Try it
Copy, from the entries below, each line in which the string "ProjectDirs" appears.

** Dataset records follows **

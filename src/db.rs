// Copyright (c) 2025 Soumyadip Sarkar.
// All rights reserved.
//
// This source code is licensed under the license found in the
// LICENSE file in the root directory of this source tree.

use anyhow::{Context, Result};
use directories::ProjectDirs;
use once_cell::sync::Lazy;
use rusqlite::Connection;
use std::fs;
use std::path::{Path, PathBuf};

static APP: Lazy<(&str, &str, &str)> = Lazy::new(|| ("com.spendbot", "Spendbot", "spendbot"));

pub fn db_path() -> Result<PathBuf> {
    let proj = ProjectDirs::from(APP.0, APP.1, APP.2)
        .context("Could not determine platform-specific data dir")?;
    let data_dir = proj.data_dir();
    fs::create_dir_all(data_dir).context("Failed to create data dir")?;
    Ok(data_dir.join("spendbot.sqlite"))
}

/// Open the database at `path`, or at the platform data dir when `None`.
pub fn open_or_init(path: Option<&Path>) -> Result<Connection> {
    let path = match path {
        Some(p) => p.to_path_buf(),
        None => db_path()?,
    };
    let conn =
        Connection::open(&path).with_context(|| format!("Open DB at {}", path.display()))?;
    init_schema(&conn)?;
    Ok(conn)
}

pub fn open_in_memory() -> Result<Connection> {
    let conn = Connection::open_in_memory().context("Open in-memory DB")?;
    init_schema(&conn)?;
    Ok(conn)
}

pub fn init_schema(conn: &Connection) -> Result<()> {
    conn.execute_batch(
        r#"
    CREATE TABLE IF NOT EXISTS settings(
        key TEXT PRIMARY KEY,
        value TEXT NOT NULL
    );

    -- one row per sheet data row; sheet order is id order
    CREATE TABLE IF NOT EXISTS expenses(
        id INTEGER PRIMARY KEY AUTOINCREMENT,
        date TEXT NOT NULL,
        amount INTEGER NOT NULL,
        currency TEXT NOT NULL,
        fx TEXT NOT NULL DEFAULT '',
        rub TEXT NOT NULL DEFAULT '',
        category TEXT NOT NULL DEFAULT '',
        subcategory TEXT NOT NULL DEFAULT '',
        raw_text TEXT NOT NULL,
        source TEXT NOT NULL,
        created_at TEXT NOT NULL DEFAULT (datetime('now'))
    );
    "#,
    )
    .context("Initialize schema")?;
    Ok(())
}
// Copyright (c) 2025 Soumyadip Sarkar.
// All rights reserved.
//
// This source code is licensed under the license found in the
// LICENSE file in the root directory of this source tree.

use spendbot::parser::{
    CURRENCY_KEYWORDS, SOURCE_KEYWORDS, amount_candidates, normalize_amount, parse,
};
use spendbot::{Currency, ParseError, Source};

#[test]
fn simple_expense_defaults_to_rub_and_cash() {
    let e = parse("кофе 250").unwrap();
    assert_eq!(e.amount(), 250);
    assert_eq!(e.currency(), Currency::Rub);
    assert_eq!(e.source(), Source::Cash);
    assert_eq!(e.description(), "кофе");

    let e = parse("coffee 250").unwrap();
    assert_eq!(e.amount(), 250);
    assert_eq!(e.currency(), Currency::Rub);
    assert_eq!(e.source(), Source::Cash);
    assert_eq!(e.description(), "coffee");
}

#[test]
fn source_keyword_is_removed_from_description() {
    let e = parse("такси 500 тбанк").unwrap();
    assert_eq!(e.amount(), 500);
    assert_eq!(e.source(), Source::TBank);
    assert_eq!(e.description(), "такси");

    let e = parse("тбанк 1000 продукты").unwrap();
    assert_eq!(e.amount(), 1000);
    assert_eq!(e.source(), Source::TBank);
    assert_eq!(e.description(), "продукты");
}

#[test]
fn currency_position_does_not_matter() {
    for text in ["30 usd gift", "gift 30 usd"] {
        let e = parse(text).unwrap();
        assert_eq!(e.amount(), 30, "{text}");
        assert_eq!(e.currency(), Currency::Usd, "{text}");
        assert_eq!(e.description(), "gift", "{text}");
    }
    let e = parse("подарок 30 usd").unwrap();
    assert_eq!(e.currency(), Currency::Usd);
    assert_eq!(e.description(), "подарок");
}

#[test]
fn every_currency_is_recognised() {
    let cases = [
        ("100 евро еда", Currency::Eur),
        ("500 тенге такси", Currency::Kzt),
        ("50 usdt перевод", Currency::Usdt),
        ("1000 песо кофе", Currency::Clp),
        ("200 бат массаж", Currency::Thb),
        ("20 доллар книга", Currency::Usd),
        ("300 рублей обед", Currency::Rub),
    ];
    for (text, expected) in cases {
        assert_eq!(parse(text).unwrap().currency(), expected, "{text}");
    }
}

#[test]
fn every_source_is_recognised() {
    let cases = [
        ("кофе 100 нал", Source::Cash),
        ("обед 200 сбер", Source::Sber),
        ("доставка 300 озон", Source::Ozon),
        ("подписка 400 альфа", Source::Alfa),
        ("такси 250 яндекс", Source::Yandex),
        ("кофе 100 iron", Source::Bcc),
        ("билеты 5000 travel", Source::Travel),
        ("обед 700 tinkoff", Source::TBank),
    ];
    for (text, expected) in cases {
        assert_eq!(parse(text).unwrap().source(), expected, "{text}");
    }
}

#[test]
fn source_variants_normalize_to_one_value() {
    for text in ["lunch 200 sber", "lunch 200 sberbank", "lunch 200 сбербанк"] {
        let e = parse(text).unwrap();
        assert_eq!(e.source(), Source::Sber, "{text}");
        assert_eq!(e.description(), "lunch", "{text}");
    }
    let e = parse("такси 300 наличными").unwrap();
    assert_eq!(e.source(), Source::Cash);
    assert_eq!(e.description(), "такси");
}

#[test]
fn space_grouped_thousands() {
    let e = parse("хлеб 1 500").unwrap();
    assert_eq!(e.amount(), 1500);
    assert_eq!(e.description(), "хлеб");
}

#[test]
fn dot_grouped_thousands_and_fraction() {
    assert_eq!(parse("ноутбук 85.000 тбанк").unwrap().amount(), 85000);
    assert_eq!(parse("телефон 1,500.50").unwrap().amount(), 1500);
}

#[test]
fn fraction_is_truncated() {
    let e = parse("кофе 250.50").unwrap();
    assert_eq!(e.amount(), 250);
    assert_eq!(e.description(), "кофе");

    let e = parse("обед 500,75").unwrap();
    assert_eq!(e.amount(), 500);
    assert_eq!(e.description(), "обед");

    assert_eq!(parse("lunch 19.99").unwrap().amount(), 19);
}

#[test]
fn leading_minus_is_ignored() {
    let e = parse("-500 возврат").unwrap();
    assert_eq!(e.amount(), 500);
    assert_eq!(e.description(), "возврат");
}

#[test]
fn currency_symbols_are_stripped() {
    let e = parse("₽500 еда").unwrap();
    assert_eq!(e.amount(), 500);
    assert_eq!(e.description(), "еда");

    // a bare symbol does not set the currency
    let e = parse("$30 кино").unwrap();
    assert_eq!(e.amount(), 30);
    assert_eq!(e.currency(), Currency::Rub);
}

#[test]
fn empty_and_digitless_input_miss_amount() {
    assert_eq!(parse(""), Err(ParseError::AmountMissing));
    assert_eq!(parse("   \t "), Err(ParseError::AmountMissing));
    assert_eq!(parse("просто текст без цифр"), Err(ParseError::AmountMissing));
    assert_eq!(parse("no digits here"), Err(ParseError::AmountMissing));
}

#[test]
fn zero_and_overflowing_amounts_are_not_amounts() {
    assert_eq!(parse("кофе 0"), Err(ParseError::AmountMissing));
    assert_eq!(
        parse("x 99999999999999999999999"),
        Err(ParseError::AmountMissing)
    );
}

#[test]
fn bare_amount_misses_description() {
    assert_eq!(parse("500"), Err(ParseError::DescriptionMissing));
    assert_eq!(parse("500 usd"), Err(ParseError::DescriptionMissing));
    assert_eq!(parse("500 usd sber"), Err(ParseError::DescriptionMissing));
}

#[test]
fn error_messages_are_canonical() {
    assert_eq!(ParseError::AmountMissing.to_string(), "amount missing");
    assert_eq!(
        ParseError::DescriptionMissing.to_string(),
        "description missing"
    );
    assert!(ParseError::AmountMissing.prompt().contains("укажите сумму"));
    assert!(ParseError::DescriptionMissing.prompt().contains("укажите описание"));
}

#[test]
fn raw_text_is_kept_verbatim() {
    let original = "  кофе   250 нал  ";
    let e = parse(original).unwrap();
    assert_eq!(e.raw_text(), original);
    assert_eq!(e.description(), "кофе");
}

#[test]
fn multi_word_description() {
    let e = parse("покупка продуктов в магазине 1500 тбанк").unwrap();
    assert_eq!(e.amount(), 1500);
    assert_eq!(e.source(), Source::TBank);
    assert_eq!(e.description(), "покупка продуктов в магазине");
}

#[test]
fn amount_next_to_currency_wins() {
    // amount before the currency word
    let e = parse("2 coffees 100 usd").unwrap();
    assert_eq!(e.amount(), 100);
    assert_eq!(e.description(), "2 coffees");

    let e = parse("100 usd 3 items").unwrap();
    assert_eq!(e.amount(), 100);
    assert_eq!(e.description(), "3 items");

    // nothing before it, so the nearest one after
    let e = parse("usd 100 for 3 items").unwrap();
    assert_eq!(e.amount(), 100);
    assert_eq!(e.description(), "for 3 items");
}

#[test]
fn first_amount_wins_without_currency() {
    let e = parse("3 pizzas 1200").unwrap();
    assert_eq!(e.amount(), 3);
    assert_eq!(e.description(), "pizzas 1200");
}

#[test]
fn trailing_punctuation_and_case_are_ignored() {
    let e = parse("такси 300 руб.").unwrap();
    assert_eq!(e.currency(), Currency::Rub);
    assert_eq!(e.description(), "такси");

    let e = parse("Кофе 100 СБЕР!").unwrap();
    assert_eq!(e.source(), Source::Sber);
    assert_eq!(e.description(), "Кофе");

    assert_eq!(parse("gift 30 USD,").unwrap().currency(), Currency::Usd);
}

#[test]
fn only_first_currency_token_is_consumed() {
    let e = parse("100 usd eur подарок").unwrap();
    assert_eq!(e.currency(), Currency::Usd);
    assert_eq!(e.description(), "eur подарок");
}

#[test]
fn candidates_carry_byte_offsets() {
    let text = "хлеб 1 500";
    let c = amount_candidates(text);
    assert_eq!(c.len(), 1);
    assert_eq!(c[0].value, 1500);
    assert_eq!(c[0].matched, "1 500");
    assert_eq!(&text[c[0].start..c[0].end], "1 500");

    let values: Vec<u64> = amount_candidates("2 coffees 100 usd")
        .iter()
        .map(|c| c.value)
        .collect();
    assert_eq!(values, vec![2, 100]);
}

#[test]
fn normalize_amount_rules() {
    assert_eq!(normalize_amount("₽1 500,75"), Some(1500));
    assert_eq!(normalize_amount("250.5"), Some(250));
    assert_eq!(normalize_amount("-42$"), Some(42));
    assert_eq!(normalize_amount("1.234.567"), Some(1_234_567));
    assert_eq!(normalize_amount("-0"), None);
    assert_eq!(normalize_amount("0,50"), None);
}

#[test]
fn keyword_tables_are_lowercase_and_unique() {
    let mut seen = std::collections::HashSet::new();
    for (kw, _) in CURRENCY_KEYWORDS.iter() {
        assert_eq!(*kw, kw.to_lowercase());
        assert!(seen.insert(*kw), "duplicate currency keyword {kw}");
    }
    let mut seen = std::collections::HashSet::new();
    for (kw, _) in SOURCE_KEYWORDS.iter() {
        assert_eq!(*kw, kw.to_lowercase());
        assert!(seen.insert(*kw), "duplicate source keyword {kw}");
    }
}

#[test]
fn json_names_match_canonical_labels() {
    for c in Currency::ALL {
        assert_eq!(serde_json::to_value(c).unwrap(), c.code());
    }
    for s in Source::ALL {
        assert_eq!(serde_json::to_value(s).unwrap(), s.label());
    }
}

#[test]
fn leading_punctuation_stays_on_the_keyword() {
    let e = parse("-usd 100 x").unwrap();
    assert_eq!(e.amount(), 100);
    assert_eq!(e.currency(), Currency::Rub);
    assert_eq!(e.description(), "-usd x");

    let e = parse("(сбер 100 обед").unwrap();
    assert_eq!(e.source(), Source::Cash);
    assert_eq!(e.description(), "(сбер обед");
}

** End of Dataset records **
** Dataset records follows **

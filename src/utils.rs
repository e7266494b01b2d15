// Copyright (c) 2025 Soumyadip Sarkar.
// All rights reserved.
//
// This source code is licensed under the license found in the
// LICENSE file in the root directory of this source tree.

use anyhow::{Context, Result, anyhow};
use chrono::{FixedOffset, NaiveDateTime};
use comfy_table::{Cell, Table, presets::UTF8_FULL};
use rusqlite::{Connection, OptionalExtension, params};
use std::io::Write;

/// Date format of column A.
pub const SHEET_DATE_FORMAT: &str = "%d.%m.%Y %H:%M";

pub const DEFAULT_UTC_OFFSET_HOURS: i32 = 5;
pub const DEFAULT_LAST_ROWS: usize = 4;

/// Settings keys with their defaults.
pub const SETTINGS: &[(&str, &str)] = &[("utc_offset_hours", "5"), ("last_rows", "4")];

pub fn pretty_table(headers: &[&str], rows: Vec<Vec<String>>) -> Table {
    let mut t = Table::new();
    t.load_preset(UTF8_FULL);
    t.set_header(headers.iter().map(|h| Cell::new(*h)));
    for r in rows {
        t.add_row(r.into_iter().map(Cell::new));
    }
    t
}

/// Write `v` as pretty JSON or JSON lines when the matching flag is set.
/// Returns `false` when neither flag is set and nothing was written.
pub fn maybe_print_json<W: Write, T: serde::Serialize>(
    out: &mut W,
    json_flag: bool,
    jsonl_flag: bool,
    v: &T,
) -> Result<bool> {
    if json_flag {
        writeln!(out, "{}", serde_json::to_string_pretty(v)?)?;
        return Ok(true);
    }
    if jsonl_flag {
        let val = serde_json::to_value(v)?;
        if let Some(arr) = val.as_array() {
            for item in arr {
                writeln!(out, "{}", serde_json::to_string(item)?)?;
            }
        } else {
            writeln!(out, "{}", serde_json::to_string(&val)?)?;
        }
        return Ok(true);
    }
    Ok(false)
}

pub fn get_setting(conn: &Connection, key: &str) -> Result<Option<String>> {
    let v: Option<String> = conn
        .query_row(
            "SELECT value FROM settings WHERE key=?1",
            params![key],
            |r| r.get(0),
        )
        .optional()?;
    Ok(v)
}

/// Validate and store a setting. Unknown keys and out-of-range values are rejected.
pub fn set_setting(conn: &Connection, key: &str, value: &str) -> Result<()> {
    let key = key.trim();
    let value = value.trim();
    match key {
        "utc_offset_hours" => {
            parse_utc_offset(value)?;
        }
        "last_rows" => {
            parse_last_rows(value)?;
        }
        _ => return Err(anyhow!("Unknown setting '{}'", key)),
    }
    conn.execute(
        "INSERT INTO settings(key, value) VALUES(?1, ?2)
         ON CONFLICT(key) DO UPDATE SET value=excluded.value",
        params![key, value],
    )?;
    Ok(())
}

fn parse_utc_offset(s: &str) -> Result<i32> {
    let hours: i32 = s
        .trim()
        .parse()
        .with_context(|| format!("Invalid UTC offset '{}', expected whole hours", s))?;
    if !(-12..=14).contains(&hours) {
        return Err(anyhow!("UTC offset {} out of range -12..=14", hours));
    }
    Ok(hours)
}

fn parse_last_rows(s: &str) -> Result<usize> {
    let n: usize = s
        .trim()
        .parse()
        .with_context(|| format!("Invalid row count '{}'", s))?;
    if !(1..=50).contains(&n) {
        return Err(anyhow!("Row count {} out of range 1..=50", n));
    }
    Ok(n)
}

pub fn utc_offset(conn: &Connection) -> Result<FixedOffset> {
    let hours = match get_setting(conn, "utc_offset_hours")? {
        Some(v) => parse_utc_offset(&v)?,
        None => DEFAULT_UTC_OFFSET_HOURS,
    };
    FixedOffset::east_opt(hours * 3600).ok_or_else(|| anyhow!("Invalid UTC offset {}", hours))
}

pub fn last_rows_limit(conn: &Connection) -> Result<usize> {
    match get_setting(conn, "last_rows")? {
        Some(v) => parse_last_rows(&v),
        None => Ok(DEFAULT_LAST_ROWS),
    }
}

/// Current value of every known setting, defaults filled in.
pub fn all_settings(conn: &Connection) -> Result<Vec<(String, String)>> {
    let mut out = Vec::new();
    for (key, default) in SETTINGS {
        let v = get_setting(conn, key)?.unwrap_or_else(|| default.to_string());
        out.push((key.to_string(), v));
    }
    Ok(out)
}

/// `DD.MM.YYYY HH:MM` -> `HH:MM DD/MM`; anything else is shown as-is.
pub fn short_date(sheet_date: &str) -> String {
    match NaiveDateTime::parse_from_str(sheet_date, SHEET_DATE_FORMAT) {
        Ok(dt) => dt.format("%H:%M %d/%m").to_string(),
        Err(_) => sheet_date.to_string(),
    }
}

** End of Dataset records **

Response below
use directories::ProjectDirs;
    let proj = ProjectDirs::from(APP.0, APP.1, APP.2)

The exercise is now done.